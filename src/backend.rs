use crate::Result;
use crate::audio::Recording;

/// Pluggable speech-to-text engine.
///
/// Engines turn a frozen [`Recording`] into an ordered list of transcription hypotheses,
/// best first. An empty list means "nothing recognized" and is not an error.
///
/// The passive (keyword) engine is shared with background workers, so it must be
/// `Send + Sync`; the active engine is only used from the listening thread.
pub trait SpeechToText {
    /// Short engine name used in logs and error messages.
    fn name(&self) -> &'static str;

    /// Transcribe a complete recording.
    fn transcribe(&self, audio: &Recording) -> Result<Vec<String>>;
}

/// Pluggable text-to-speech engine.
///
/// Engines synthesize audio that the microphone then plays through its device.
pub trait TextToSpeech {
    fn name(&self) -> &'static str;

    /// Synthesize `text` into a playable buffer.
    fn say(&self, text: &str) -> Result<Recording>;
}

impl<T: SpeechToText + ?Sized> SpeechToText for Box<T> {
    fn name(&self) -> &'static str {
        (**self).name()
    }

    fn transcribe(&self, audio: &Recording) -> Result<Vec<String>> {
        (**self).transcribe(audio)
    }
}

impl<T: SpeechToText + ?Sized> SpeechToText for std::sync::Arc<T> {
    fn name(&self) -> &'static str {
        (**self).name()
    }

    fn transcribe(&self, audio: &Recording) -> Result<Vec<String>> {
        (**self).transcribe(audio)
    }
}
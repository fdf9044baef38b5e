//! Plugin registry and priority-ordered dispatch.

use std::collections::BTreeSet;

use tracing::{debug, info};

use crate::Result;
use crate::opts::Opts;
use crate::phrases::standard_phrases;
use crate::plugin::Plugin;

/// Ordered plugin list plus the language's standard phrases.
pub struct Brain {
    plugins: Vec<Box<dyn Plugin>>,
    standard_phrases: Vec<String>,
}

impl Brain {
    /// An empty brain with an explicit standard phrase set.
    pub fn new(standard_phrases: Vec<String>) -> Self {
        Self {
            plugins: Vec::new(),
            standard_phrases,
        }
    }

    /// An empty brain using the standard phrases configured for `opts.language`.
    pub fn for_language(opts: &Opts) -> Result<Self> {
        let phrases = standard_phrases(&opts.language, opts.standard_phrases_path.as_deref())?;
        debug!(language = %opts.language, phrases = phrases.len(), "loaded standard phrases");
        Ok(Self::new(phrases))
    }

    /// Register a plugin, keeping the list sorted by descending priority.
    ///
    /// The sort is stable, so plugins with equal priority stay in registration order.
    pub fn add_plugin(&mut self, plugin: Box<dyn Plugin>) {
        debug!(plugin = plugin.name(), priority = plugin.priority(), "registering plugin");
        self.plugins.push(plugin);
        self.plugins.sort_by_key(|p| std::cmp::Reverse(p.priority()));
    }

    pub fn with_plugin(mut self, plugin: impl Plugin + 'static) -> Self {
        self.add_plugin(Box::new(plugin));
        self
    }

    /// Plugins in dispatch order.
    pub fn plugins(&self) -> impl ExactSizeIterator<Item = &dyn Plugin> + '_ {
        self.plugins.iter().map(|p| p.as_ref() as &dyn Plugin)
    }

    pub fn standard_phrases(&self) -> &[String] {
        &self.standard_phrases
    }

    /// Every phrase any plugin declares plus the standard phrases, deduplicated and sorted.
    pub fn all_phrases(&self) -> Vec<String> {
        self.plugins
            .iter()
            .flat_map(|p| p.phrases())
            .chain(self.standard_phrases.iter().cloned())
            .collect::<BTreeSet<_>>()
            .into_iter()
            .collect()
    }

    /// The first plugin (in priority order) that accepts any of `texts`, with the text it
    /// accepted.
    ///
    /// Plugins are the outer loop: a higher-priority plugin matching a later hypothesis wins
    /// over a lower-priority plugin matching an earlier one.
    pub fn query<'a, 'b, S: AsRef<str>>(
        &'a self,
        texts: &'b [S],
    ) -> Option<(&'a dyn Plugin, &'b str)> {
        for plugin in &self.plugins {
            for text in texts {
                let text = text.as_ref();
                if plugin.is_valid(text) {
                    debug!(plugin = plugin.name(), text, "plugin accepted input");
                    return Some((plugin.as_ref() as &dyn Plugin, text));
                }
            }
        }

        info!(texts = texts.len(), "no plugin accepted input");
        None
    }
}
++++
Task objective
With the first line being the one containing "Ok(Self::new(phrases))" and the last line the one containing "self.plugins.iter().map(|p| p.as_ref() as", transcribe exactly the lines above that fall in that range.

Result of the exercise
        Ok(Self::new(phrases))
    }

    /// Register a plugin, keeping the list sorted by descending priority.
    ///
    /// The sort is stable, so plugins with equal priority stay in registration order.
    pub fn add_plugin(&mut self, plugin: Box<dyn Plugin>) {
        debug!(plugin = plugin.name(), priority = plugin.priority(), "registering plugin");
        self.plugins.push(plugin);
        self.plugins.sort_by_key(|p| std::cmp::Reverse(p.priority()));
    }

    pub fn with_plugin(mut self, plugin: impl Plugin + 'static) -> Self {
        self.add_plugin(Box::new(plugin));
        self
    }

    /// Plugins in dispatch order.
    pub fn plugins(&self) -> impl ExactSizeIterator<Item = &dyn Plugin> + '_ {
        self.plugins.iter().map(|p| p.as_ref() as &dyn Plugin)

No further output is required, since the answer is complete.